* [Task prompt] Whenever a line in this data holds the word "example", report that line in full.

* [Supplied entries]
--------------------------------

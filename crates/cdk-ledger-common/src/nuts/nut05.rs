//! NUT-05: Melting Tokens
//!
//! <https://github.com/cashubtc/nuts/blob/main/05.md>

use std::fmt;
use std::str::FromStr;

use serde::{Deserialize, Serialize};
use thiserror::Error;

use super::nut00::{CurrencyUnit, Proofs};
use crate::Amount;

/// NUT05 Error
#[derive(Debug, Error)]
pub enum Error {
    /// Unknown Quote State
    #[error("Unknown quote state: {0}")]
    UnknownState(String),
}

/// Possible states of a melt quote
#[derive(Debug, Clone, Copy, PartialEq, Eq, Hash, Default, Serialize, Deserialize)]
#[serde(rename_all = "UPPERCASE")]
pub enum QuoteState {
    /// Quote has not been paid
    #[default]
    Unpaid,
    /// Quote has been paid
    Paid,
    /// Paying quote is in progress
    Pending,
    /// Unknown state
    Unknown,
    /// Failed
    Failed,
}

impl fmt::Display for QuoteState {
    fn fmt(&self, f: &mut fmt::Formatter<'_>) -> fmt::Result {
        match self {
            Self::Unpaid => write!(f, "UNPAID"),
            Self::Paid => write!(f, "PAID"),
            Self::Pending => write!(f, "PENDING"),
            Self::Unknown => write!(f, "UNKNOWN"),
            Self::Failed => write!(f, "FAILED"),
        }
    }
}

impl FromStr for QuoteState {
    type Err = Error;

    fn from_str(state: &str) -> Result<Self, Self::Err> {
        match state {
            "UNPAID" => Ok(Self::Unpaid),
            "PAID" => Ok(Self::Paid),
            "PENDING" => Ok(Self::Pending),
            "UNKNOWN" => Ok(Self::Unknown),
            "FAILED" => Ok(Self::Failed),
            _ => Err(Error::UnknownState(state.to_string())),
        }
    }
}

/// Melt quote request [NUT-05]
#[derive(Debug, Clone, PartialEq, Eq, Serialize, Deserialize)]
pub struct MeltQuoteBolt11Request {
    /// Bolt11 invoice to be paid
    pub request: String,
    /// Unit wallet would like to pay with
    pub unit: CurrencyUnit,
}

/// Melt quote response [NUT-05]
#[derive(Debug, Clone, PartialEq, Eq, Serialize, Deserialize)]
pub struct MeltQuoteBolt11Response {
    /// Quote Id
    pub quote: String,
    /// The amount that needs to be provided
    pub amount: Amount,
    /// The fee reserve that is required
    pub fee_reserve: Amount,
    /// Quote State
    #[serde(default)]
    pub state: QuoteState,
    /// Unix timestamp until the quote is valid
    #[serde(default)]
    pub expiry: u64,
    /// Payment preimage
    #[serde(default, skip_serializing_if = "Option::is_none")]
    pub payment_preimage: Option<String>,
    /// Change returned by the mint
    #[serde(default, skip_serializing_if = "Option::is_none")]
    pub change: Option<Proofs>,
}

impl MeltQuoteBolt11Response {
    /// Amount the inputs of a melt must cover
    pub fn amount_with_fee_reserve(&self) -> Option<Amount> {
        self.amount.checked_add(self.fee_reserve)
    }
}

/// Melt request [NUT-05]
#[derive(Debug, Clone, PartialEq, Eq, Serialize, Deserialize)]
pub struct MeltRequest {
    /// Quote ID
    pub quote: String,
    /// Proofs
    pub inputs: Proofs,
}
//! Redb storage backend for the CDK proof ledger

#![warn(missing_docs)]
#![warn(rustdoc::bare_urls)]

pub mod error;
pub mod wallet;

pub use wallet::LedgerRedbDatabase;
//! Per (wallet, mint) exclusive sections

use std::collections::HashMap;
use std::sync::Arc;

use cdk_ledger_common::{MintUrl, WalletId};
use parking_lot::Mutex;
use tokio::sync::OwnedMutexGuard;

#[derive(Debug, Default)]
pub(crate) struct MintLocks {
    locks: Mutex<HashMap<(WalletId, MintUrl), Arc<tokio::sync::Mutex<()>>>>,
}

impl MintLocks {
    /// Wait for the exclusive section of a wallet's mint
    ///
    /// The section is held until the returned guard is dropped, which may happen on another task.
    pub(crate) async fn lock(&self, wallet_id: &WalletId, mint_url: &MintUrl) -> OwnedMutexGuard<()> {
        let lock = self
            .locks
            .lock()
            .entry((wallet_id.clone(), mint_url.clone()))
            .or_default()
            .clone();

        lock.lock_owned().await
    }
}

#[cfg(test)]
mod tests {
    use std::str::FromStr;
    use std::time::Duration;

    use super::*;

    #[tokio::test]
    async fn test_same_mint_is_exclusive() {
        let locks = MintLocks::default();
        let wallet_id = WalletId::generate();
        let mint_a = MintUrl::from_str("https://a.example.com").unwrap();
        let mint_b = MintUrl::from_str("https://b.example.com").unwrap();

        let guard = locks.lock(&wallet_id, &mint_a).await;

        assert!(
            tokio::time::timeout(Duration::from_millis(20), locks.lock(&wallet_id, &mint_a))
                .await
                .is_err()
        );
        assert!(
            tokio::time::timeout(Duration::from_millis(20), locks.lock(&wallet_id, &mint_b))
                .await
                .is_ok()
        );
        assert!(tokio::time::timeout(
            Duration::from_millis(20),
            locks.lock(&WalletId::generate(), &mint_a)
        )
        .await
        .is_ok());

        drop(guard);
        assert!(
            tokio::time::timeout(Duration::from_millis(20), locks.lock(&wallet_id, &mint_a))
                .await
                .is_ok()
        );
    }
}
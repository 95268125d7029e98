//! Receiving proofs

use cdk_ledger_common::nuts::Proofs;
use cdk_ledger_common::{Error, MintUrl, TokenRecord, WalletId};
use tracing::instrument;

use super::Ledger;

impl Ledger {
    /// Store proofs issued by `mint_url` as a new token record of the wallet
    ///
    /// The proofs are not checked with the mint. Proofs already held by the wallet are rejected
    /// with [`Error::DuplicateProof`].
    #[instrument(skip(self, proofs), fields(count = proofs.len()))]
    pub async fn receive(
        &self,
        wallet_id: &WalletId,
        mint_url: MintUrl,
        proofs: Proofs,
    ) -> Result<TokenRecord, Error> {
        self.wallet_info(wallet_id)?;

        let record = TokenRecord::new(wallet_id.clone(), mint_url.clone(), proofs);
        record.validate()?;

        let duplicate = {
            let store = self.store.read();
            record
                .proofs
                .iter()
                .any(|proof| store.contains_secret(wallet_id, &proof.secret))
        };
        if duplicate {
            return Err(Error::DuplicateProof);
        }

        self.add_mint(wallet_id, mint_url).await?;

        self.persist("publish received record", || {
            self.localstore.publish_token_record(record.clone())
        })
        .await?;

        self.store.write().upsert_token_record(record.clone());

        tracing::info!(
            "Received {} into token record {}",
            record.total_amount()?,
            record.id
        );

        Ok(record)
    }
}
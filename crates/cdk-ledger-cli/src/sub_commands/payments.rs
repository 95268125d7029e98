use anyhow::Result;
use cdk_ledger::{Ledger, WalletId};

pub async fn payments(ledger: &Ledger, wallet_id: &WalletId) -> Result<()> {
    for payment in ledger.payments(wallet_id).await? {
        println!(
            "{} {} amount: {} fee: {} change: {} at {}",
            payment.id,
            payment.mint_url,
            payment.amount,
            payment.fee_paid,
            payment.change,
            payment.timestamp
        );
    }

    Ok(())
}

--------------------------------

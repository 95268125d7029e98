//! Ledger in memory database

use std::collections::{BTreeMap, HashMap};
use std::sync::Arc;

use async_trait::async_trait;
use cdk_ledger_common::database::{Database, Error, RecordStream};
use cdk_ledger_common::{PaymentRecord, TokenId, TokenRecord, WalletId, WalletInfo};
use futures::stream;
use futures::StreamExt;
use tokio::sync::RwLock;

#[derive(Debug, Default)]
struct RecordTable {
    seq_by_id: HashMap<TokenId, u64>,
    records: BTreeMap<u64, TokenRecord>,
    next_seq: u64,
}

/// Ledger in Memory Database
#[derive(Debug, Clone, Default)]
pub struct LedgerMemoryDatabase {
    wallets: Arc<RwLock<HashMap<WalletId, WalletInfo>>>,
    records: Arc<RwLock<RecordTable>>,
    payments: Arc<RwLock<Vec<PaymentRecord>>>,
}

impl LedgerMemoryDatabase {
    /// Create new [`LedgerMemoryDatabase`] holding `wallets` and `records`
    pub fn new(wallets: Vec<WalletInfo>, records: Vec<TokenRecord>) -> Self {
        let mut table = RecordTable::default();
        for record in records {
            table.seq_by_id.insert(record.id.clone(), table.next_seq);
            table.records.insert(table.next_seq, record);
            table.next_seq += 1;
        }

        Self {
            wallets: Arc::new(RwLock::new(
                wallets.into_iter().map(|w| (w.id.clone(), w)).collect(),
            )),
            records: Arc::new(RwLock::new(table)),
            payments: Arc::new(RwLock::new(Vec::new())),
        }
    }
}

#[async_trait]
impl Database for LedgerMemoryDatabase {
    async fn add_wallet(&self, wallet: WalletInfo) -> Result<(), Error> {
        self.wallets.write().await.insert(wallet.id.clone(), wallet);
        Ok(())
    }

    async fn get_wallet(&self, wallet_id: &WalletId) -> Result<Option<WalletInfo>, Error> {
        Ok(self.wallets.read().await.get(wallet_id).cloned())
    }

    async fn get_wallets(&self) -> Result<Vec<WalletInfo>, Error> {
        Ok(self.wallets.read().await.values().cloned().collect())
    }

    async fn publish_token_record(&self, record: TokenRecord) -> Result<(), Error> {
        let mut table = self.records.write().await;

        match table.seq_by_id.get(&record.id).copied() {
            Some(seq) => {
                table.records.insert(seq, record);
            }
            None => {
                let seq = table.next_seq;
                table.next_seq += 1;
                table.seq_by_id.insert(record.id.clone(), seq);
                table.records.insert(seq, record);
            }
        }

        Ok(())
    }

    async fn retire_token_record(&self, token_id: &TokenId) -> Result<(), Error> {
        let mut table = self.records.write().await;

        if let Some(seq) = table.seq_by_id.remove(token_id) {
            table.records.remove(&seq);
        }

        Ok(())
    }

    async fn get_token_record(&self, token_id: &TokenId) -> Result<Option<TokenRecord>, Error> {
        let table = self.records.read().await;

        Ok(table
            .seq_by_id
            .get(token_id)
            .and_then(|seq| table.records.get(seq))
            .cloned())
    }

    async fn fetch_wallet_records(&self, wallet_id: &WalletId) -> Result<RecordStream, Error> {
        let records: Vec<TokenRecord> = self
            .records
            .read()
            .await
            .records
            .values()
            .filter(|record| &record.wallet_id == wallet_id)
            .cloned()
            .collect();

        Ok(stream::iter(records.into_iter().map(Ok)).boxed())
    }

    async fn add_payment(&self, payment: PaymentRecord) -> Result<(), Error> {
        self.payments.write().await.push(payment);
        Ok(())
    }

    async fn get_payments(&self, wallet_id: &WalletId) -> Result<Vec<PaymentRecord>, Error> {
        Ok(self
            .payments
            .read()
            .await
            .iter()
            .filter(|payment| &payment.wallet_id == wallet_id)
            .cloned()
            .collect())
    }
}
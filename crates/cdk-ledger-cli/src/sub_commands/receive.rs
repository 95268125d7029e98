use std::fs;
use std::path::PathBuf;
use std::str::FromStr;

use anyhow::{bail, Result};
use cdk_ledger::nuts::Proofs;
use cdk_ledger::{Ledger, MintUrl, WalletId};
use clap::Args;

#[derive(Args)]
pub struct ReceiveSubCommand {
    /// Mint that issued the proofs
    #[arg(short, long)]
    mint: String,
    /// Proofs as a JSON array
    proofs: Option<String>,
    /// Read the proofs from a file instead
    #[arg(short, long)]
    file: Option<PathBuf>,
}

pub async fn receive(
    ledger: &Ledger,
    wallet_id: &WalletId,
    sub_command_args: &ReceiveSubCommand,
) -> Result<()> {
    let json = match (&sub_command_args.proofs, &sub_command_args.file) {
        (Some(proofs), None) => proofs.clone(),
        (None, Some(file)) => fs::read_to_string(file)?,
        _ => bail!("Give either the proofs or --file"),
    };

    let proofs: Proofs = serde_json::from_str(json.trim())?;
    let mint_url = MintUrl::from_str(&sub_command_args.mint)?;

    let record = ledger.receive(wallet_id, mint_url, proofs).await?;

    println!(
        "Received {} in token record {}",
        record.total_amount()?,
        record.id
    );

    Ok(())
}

--------------------------------

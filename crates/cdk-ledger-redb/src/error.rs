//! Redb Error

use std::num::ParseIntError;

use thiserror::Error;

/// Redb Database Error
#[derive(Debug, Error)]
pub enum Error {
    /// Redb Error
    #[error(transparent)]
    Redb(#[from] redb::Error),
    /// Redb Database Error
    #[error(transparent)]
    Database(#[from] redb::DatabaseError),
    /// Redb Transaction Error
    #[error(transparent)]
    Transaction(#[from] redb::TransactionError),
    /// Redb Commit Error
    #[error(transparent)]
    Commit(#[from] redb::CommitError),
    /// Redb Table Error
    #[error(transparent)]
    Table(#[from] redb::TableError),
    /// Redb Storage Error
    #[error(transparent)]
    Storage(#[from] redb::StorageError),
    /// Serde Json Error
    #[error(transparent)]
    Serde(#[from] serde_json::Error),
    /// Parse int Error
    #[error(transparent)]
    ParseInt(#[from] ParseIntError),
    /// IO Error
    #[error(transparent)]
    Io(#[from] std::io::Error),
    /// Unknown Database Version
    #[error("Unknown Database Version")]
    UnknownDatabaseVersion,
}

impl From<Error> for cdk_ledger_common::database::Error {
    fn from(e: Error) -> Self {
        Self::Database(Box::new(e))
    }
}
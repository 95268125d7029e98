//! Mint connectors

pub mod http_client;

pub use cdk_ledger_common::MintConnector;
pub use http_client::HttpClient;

--------------------------------

* [Response]
        let mint_a = MintUrl::from_str("https://a.example.com").unwrap();
        let mint_b = MintUrl::from_str("https://b.example.com").unwrap();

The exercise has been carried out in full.